About this task
Report each line from the entries in which "reconnecting" can be found.

---- The data

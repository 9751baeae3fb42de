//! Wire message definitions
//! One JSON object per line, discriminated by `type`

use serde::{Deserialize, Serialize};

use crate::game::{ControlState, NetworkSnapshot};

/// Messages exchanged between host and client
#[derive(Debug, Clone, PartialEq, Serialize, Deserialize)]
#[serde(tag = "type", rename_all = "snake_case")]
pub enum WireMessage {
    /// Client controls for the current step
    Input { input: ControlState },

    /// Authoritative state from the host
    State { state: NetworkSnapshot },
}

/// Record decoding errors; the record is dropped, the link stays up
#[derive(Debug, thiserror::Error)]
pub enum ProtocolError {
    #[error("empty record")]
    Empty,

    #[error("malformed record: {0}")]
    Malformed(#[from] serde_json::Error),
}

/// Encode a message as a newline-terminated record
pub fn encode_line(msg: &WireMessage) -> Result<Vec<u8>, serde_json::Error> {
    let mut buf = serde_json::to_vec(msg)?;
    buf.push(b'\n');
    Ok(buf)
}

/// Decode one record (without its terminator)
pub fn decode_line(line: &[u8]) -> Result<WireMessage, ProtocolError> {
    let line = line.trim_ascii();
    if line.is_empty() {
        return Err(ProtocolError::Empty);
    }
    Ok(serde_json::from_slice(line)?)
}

--------
---- The data

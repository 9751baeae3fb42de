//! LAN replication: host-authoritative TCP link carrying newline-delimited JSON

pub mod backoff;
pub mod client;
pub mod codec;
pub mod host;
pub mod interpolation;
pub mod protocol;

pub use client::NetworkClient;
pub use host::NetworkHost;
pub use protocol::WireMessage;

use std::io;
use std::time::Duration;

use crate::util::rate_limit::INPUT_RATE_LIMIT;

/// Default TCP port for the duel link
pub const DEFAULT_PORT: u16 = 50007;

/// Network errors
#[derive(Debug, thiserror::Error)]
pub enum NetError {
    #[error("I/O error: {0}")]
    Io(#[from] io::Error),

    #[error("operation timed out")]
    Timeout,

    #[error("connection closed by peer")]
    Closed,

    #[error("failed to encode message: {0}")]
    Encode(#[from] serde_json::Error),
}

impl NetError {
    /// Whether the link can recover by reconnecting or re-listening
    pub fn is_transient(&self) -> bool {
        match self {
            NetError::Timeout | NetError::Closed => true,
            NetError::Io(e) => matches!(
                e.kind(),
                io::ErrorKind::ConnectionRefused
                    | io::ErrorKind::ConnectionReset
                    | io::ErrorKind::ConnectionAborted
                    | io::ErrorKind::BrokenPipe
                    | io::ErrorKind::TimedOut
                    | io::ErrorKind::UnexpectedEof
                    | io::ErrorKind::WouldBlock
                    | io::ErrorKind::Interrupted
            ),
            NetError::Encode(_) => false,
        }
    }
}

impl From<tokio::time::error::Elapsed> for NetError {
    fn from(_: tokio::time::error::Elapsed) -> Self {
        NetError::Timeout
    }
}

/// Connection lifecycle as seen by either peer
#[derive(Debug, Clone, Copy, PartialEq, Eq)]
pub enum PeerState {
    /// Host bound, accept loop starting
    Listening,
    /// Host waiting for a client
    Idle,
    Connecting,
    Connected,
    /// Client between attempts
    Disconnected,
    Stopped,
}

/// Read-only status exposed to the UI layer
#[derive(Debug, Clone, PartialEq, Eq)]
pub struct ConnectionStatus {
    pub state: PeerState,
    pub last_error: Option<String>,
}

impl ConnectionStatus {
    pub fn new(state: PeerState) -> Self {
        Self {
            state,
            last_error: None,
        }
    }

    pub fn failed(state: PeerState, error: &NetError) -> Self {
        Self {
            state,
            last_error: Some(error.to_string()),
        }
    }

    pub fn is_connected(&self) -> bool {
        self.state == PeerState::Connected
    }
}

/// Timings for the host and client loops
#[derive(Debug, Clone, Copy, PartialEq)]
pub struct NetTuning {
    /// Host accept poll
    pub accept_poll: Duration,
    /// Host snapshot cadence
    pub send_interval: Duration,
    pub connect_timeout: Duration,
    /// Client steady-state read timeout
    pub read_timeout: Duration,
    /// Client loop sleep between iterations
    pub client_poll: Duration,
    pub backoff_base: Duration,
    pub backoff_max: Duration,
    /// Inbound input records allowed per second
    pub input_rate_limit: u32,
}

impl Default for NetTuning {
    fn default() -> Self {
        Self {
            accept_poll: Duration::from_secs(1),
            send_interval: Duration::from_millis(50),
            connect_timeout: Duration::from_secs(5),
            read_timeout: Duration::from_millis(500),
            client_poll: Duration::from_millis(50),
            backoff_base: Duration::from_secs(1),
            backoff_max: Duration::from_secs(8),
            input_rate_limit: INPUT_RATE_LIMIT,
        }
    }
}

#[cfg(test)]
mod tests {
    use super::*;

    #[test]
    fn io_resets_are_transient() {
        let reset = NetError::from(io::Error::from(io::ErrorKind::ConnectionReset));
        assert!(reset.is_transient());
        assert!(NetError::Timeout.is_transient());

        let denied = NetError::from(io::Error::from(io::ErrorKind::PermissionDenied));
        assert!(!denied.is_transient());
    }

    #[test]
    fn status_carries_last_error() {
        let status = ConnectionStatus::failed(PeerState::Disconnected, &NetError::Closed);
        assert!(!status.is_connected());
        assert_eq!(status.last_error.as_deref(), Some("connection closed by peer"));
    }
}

--------
---- The data

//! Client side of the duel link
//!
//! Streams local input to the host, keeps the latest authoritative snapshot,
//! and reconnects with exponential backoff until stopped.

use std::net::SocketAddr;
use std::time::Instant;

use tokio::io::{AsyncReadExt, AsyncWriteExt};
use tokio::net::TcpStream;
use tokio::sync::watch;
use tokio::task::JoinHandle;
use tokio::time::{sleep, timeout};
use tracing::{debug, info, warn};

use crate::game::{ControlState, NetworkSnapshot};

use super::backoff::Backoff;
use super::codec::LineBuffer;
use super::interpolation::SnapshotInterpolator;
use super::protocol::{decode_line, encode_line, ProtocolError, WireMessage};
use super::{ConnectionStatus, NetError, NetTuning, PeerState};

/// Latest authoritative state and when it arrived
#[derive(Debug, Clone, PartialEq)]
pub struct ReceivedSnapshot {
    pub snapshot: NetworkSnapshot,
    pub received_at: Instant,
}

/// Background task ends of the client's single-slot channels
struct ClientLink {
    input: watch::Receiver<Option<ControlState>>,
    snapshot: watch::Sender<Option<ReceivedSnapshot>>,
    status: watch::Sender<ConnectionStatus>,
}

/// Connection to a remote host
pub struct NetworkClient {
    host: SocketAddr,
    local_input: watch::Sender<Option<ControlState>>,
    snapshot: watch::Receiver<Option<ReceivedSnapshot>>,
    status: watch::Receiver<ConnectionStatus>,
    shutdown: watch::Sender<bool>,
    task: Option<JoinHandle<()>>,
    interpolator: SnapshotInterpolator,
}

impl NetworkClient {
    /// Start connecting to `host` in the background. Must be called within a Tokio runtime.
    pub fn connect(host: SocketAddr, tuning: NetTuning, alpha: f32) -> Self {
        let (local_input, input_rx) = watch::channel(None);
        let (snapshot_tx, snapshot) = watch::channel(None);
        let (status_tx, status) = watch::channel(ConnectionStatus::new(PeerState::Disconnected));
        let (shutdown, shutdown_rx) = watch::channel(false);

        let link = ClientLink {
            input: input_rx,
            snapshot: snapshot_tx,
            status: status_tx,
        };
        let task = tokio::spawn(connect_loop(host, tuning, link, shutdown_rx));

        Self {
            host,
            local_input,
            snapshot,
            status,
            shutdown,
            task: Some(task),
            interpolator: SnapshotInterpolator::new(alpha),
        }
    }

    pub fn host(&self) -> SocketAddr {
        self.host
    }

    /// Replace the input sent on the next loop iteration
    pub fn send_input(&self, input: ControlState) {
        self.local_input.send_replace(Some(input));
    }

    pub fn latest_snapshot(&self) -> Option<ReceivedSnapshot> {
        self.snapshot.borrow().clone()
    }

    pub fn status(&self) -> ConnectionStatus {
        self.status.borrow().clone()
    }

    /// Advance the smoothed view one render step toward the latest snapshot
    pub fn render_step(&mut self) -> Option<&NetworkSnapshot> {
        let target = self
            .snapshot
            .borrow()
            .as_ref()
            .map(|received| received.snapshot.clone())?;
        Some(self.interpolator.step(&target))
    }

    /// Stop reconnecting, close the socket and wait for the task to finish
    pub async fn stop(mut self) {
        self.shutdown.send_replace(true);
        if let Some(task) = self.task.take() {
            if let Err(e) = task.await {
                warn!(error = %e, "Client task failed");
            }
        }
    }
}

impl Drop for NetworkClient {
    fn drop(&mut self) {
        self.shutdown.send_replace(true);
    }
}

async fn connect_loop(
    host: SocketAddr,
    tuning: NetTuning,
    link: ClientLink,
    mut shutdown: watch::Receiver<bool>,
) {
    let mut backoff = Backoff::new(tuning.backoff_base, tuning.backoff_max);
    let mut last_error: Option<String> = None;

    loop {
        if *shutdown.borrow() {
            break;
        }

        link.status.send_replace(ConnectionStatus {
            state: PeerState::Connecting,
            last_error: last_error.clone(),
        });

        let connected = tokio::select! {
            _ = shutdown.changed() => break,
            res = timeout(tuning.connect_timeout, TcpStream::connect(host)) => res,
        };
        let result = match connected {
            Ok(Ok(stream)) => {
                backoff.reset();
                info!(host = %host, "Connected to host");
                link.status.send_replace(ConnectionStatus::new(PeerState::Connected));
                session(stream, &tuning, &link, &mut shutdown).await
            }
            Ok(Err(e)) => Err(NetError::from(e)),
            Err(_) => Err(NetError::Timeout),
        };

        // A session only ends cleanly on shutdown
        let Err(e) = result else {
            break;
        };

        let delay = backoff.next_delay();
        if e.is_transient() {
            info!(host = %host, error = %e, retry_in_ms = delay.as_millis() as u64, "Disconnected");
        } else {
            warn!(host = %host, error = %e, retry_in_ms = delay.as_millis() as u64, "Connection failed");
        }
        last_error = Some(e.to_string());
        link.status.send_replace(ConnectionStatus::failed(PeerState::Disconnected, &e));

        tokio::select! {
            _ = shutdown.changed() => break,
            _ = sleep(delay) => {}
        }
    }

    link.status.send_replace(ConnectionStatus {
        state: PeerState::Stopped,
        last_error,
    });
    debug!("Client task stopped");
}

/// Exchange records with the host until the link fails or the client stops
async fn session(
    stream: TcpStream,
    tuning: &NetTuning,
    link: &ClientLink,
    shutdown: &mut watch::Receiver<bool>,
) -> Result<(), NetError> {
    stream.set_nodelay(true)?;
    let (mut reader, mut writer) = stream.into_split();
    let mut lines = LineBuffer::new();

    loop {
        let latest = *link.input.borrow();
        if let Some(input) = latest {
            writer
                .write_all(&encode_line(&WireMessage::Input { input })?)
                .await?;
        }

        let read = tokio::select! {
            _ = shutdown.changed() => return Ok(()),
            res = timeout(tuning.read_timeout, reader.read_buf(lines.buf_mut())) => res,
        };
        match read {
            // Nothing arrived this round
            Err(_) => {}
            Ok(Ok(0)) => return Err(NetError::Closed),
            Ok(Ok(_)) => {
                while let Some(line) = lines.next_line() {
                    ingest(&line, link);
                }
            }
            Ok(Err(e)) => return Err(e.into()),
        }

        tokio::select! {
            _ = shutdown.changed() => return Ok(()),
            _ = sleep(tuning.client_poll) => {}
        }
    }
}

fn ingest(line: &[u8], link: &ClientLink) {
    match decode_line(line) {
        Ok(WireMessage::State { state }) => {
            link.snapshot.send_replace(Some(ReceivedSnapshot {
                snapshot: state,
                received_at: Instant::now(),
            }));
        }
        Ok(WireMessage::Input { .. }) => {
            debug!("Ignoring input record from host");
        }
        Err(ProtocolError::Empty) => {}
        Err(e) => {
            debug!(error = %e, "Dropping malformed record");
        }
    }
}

--------

Answer for this exercise
    /// Whether the link can recover by reconnecting or re-listening
    /// Stop reconnecting, close the socket and wait for the task to finish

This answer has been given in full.